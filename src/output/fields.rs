//! Field allow-list and the flattened record shape every format renders from.

use crate::error::FieldError;
use crate::model::Vulnerability;
use chrono::{DateTime, Utc};
use serde::ser::{Serialize, SerializeMap, Serializer};

/// Fields shown when `--fields` is not given.
pub const DEFAULT_FIELDS: &str = "package_type,package_slug,title,vuln_type,fixed_in";

/// Placeholder for a missing timestamp (and any other empty table cell).
pub const UNKNOWN: &str = "UNKNOWN";

/// Placeholder for a vulnerability with no released fix.
pub const NOT_FIXED: &str = "NOT FIXED YET";

const DATE_FORMAT: &str = "%d %B %Y";

#[derive(Debug, Clone, Copy, PartialEq, Eq, Hash)]
pub enum Field {
    PackageSlug,
    PackageType,
    PackageVersion,
    Id,
    Title,
    CreatedAt,
    UpdatedAt,
    PublishedDate,
    VulnType,
    FixedIn,
}

impl Field {
    pub const COUNT: usize = 10;

    /// Every allow-listed field, in record order.
    pub const ALL: [Field; Field::COUNT] = [
        Field::PackageSlug,
        Field::PackageType,
        Field::PackageVersion,
        Field::Id,
        Field::Title,
        Field::CreatedAt,
        Field::UpdatedAt,
        Field::PublishedDate,
        Field::VulnType,
        Field::FixedIn,
    ];

    pub fn as_str(&self) -> &'static str {
        match self {
            Field::PackageSlug => "package_slug",
            Field::PackageType => "package_type",
            Field::PackageVersion => "package_version",
            Field::Id => "id",
            Field::Title => "title",
            Field::CreatedAt => "created_at",
            Field::UpdatedAt => "updated_at",
            Field::PublishedDate => "published_date",
            Field::VulnType => "vuln_type",
            Field::FixedIn => "fixed_in",
        }
    }

    pub fn parse(name: &str) -> Option<Field> {
        Field::ALL.into_iter().find(|field| field.as_str() == name)
    }

    fn index(self) -> usize {
        self as usize
    }
}

impl std::fmt::Display for Field {
    fn fmt(&self, f: &mut std::fmt::Formatter<'_>) -> std::fmt::Result {
        f.write_str(self.as_str())
    }
}

/// A validated, ordered selection of fields.
#[derive(Debug, Clone, PartialEq, Eq)]
pub struct FieldSet(Vec<Field>);

impl FieldSet {
    /// Parses a comma separated field list.
    ///
    /// Every unknown name is collected so the error can report all of them at once.
    pub fn parse(list: &str) -> Result<Self, FieldError> {
        let names: Vec<&str> = list
            .split(',')
            .map(str::trim)
            .filter(|name| !name.is_empty())
            .collect();

        if names.is_empty() {
            return Err(FieldError::Empty);
        }

        let mut fields = Vec::with_capacity(names.len());
        let mut invalid = Vec::new();

        for name in names {
            match Field::parse(name) {
                Some(field) => fields.push(field),
                None => invalid.push(name.to_string()),
            }
        }

        if !invalid.is_empty() {
            return Err(FieldError::Invalid(invalid));
        }

        Ok(Self(fields))
    }

    pub fn as_slice(&self) -> &[Field] {
        &self.0
    }

    pub fn names(&self) -> Vec<&'static str> {
        self.0.iter().map(Field::as_str).collect()
    }
}

impl Default for FieldSet {
    fn default() -> Self {
        Self(vec![
            Field::PackageType,
            Field::PackageSlug,
            Field::Title,
            Field::VulnType,
            Field::FixedIn,
        ])
    }
}

/// One cell of a flattened record.
#[derive(Debug, Clone, PartialEq)]
pub enum Value {
    Text(String),
    Int(i64),
    Timestamp(DateTime<Utc>),
    Null,
}

impl Value {
    /// Plain-text form used by the table and CSV renderers.
    pub fn to_cell(&self) -> String {
        match self {
            Value::Text(text) => text.clone(),
            Value::Int(n) => n.to_string(),
            Value::Timestamp(at) => at.timestamp().to_string(),
            Value::Null => String::new(),
        }
    }

    fn text(value: &str) -> Value {
        Value::Text(value.to_string())
    }
}

impl Serialize for Value {
    fn serialize<S: Serializer>(&self, serializer: S) -> Result<S::Ok, S::Error> {
        match self {
            Value::Text(text) => serializer.serialize_str(text),
            Value::Int(n) => serializer.serialize_i64(*n),
            Value::Timestamp(at) => serializer.serialize_i64(at.timestamp()),
            Value::Null => serializer.serialize_none(),
        }
    }
}

/// A vulnerability flattened into exactly the allow-listed keys.
#[derive(Debug, Clone, PartialEq)]
pub struct Record([Value; Field::COUNT]);

impl Record {
    pub fn flatten(vulnerability: &Vulnerability) -> Self {
        Self(Field::ALL.map(|field| extract(vulnerability, field)))
    }

    pub fn get(&self, field: Field) -> &Value {
        &self.0[field.index()]
    }

    /// Human form: calendar dates and placeholders, so every cell has text.
    pub fn for_table(self) -> Self {
        self.map_values(|field, value| match (field, value) {
            (_, Value::Timestamp(at)) => Value::Text(at.format(DATE_FORMAT).to_string()),
            (Field::FixedIn, Value::Null) => Value::text(NOT_FIXED),
            (_, Value::Null) => Value::text(UNKNOWN),
            (_, value) => value,
        })
    }

    /// Machine form: timestamps as Unix epoch seconds, absent values left null.
    pub fn for_machine(self) -> Self {
        self.map_values(|_, value| match value {
            Value::Timestamp(at) => Value::Int(at.timestamp()),
            value => value,
        })
    }

    /// Restricts the record to `fields`, in the order given.
    pub fn project<'a>(&'a self, fields: &'a FieldSet) -> Projection<'a> {
        Projection {
            record: self,
            fields,
        }
    }

    fn map_values<F>(self, mut f: F) -> Self
    where
        F: FnMut(Field, Value) -> Value,
    {
        let mut values = self.0;
        for field in Field::ALL {
            let value = std::mem::replace(&mut values[field.index()], Value::Null);
            values[field.index()] = f(field, value);
        }
        Self(values)
    }
}

fn extract(vulnerability: &Vulnerability, field: Field) -> Value {
    let package = &vulnerability.package;
    let optional_text = |value: &Option<String>| match value {
        Some(text) => Value::Text(text.clone()),
        None => Value::Null,
    };
    let optional_time = |value: &Option<DateTime<Utc>>| match value {
        Some(at) => Value::Timestamp(*at),
        None => Value::Null,
    };

    match field {
        Field::PackageSlug => Value::Text(package.slug.clone()),
        Field::PackageType => Value::text(package.package_type.as_str()),
        Field::PackageVersion => optional_text(&package.version),
        Field::Id => match vulnerability.id {
            Some(id) => Value::Int(id as i64),
            None => Value::Null,
        },
        Field::Title => Value::Text(vulnerability.title.clone()),
        Field::CreatedAt => optional_time(&vulnerability.created_at),
        Field::UpdatedAt => optional_time(&vulnerability.updated_at),
        Field::PublishedDate => optional_time(&vulnerability.published_date),
        Field::VulnType => Value::Text(vulnerability.vuln_type.clone()),
        Field::FixedIn => optional_text(&vulnerability.fixed_in),
    }
}

/// Serializes as a map holding only the selected fields, in selection order.
pub struct Projection<'a> {
    record: &'a Record,
    fields: &'a FieldSet,
}

impl Serialize for Projection<'_> {
    fn serialize<S: Serializer>(&self, serializer: S) -> Result<S::Ok, S::Error> {
        let fields = self.fields.as_slice();
        let mut map = serializer.serialize_map(Some(fields.len()))?;
        for field in fields {
            map.serialize_entry(field.as_str(), self.record.get(*field))?;
        }
        map.end()
    }
}

#[cfg(test)]
mod tests {
    use super::*;
    use crate::model::Package;
    use chrono::TimeZone;

    fn sample() -> Vulnerability {
        Vulnerability::new(8215, "Akismet XSS", Package::plugin("akismet").with_version("3.1.4"))
            .with_vuln_type("XSS")
            .with_created_at(Utc.with_ymd_and_hms(2024, 7, 4, 12, 0, 0).unwrap())
    }

    #[test]
    fn test_field_names_round_trip() {
        for field in Field::ALL {
            assert_eq!(Field::parse(field.as_str()), Some(field));
        }
        assert_eq!(Field::parse("severity"), None);
    }

    #[test]
    fn test_parse_trims_whitespace() {
        let fields = FieldSet::parse(" id , title,fixed_in ").unwrap();
        assert_eq!(fields.names(), vec!["id", "title", "fixed_in"]);
    }

    #[test]
    fn test_parse_reports_every_invalid_field() {
        let err = FieldSet::parse("foo,id,bar").unwrap_err();
        assert_eq!(err, FieldError::Invalid(vec!["foo".to_string(), "bar".to_string()]));
        assert_eq!(err.to_string(), "foo, bar are not valid fields");
    }

    #[test]
    fn test_parse_single_invalid_field() {
        let err = FieldSet::parse("severity").unwrap_err();
        assert_eq!(err.to_string(), "severity is not a valid field");
    }

    #[test]
    fn test_parse_empty_list() {
        assert_eq!(FieldSet::parse(" , "), Err(FieldError::Empty));
    }

    #[test]
    fn test_default_fields_match_constant() {
        assert_eq!(FieldSet::default(), FieldSet::parse(DEFAULT_FIELDS).unwrap());
    }

    #[test]
    fn test_flatten_injects_package_fields() {
        let record = Record::flatten(&sample());
        assert_eq!(record.get(Field::PackageSlug), &Value::Text("akismet".into()));
        assert_eq!(record.get(Field::PackageType), &Value::Text("plugin".into()));
        assert_eq!(record.get(Field::PackageVersion), &Value::Text("3.1.4".into()));
        assert_eq!(record.get(Field::Id), &Value::Int(8215));
    }

    #[test]
    fn test_for_table_fills_placeholders() {
        let record = Record::flatten(&sample()).for_table();
        assert_eq!(record.get(Field::CreatedAt), &Value::Text("04 July 2024".into()));
        assert_eq!(record.get(Field::UpdatedAt), &Value::Text(UNKNOWN.into()));
        assert_eq!(record.get(Field::FixedIn), &Value::Text(NOT_FIXED.into()));
    }

    #[test]
    fn test_every_timestamp_has_both_forms() {
        let day = |d| Utc.with_ymd_and_hms(2024, 7, d, 12, 0, 0).unwrap();
        let vuln = Vulnerability {
            updated_at: Some(day(5)),
            published_date: Some(day(1)),
            ..sample()
        };

        let table = Record::flatten(&vuln).for_table();
        assert_eq!(table.get(Field::CreatedAt), &Value::Text("04 July 2024".into()));
        assert_eq!(table.get(Field::UpdatedAt), &Value::Text("05 July 2024".into()));
        assert_eq!(table.get(Field::PublishedDate), &Value::Text("01 July 2024".into()));

        let machine = Record::flatten(&vuln).for_machine();
        assert_eq!(machine.get(Field::CreatedAt), &Value::Int(1_720_094_400));
        assert_eq!(machine.get(Field::UpdatedAt), &Value::Int(1_720_180_800));
        assert_eq!(machine.get(Field::PublishedDate), &Value::Int(1_719_835_200));
    }

    #[test]
    fn test_for_machine_uses_epoch_and_null() {
        let record = Record::flatten(&sample()).for_machine();
        assert_eq!(record.get(Field::CreatedAt), &Value::Int(1_720_094_400));
        assert_eq!(record.get(Field::UpdatedAt), &Value::Null);
        assert_eq!(record.get(Field::FixedIn), &Value::Null);
    }
}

=-=-=-=-=

**WORK REQUIRED**
For each line in the records that contains the word "static", make a copy.

**ANSWER TO THE PROBLEM**
    pub fn as_str(&self) -> &'static str {
    pub fn names(&self) -> Vec<&'static str> {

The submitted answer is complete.